Challenges and Future Work

Similar to previous studies [18,39,48,49], we still found it challenging to predict 30-day readmission following HF hospitalization in patients with HFrEF, even using more advanced DL models and a database with detailed clinical information. Apart from the data limitations discussed above, there are several plausible reasons for this. The first is the imbalance between positive and negative cases, which causes ML models to be insufficiently trained to learn generalizable patterns related to the outcome of interest. We attempted to resolve this by training the BERT models without using the outcomes and using cost-sensitive learning by configuring the class weight parameters of the models.
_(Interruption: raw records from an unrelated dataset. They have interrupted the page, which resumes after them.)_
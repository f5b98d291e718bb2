//! Firestore REST backend.
//!
//! Documents are read and written through the v1 REST API. Live
//! subscriptions poll the collection and emit only when its contents change.

mod client;
mod value;

pub use client::FirestoreClient;
pub use value::{decode_document, decode_fields, decode_value, encode_fields, encode_value};
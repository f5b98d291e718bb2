//! Error types for state operations.

use document_store::DocumentError;
use newsroom_auth::AuthError;
use newsroom_storage::StorageError;
use thiserror::Error;

/// Errors surfaced by [`crate::NewsroomStore`] operations.
#[derive(Debug, Error)]
pub enum StateError {
    /// Document store failure
    #[error("Document store error: {0}")]
    Document(#[from] DocumentError),

    /// Identity provider or auth state machine failure
    #[error("Authentication error: {0}")]
    Auth(#[from] AuthError),

    /// Durable local storage failure
    #[error("Local storage error: {0}")]
    Storage(#[from] StorageError),

    /// News source answered with a non-success status
    #[error("News source error: {status} - {message}")]
    NewsSource { status: u16, message: String },

    /// News source transport failure
    #[error("HTTP error: {0}")]
    Http(#[from] reqwest::Error),

    /// Malformed news source URL
    #[error("Invalid URL: {0}")]
    InvalidUrl(#[from] url::ParseError),

    /// JSON encoding or decoding failed
    #[error("JSON error: {0}")]
    Json(#[from] serde_json::Error),

    /// Operation needs a current headline
    #[error("No headline selected")]
    NoHeadlineSelected,

    /// Operation needs a signed-in user
    #[error("Not logged in")]
    NotLoggedIn,
}

impl StateError {
    /// Returns true if the failure is transient and the caller may retry.
    pub fn is_transient(&self) -> bool {
        match self {
            StateError::Document(e) => e.is_transient(),
            StateError::Auth(e) => e.is_transient(),
            StateError::NewsSource { status, .. } => *status >= 500 || *status == 429,
            StateError::Http(e) => {
                if e.is_connect() || e.is_timeout() {
                    return true;
                }
                e.status().map(|s| s.is_server_error()).unwrap_or(false)
            }
            _ => false,
        }
    }
}

/// Result type for state operations.
pub type StateResult<T> = Result<T, StateError>;
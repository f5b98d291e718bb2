//! Per-user reading feed.

use crate::model::{FeedEntry, Headline, User};
use crate::store::StoreInner;
use crate::subscriptions::SubscriptionKind;
use crate::{NewsroomStore, StateError, StateResult};
use document_store::{CollectionPath, QuerySnapshot, SnapshotStream};
use std::sync::{Arc, Weak};
use tracing::{debug, info, warn};

pub(crate) fn feed_collection(email: &str) -> StateResult<CollectionPath> {
    Ok(CollectionPath::new("users")?.doc(email)?.collection("feed")?)
}

fn entries_from_snapshot(email: &str, snapshot: &QuerySnapshot) -> Vec<FeedEntry> {
    snapshot
        .iter()
        .filter_map(|doc| match FeedEntry::from_document(doc) {
            Ok(entry) => Some(entry),
            Err(e) => {
                warn!(user = email, id = %doc.id, error = %e, "Skipping malformed feed entry");
                None
            }
        })
        .collect()
}

async fn run_feed_subscription(store: Weak<StoreInner>, email: String, mut stream: SnapshotStream) {
    while let Some(snapshot) = stream.next().await {
        let Some(inner) = store.upgrade() else {
            break;
        };
        let entries = entries_from_snapshot(&email, &snapshot);
        let count = entries.len();
        let applied = inner.state.send_if_modified(|s| {
            let current = s.user.as_ref().is_some_and(|u| u.email == email);
            if current {
                s.feed = entries;
            }
            current
        });
        debug!(user = %email, count, applied, "Feed snapshot received");
    }
    debug!(user = %email, "Feed subscription ended");
}

impl NewsroomStore {
    fn current_user(&self) -> StateResult<User> {
        self.inner
            .state
            .borrow()
            .user
            .clone()
            .ok_or(StateError::NotLoggedIn)
    }

    /// Arm the live feed subscription for the signed-in user. No-op when
    /// signed out.
    pub async fn load_user_feed(&self) -> StateResult<()> {
        let Ok(user) = self.current_user() else {
            debug!("No user, feed not loaded");
            return Ok(());
        };
        let inner = &self.inner;

        let stream = inner
            .documents
            .subscribe(&feed_collection(&user.email)?, None)
            .await
            .map_err(|e| {
                warn!(user = %user.email, error = %e, "Failed to subscribe to feed");
                e
            })?;

        let task = tokio::spawn(run_feed_subscription(
            Arc::downgrade(inner),
            user.email.clone(),
            stream,
        ));
        inner
            .subscriptions
            .arm(SubscriptionKind::Feed, user.email.as_str(), task);
        Ok(())
    }

    /// Save a headline to the signed-in user's feed, keyed by title.
    pub async fn add_headline_to_feed(&self, headline: &Headline) -> StateResult<()> {
        let user = self.current_user()?;
        let path = feed_collection(&user.email)?.doc(FeedEntry::document_id(&headline.title))?;

        self.inner
            .documents
            .set(&path, serde_json::to_value(headline)?)
            .await
            .map_err(|e| {
                warn!(user = %user.email, title = %headline.title, error = %e, "Failed to add feed entry");
                e
            })?;
        info!(user = %user.email, title = %headline.title, "Headline added to feed");
        Ok(())
    }

    /// Remove a feed entry by title. Removing an absent entry succeeds.
    pub async fn remove_headline_from_feed(&self, key: &str) -> StateResult<()> {
        let user = self.current_user()?;
        let path = feed_collection(&user.email)?.doc(FeedEntry::document_id(key))?;

        self.inner.documents.delete(&path).await.map_err(|e| {
            warn!(user = %user.email, key, error = %e, "Failed to remove feed entry");
            e
        })?;
        info!(user = %user.email, key, "Headline removed from feed");
        Ok(())
    }
}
We also failed to further improve the model performance using ADASYN [44]. Another issue is the definition of 30-day readmission, which currently categorizes any patient readmitted on or after the 31st day after discharge into the negative class. The 30-day readmission measure may not be an ideal indicator of clinical risk for an individual patient, as it may also be linked to factors that are not well captured in this study, such as the social determinants of health, hospital administration, provider practice, and other unknown factors [50]. In addition, it seems that prediction models performed better using single-center data because this avoids the issue of interoperability challenges across different health care systems and can also facilitate the collection of more detailed patient-, provider-, and facility-level information [51]. Therefore, future research is warranted to validate and further improve the model using longitudinal electronic health records, which are more complete, comprehensive, and have longer follow-up times. From a modeling perspective, graph and network structure-based patient representation learning algorithms have been reported in recent research [52,53], which have the potential to surpass data insufficiency and injecting medical knowledge into them can be another direction for further investigation.

Conclusions

These results demonstrate that ML models provide modest discrimination of HF events in patients with HFrEF. This study also suggests that features constructed by data-driven approaches may be comparable to those specified by clinical domain knowledge. Despite our modeling and feature construction efforts, predicting readmission and WHFEs after HF hospitalization remains a challenging task. Future work may benefit from using more complete and comprehensive data as well as adopting additional patient representation learning methods.

Acknowledgments

The authors thank Melissa Stauffer, PhD, in collaboration with ScribCo, for editorial assistance.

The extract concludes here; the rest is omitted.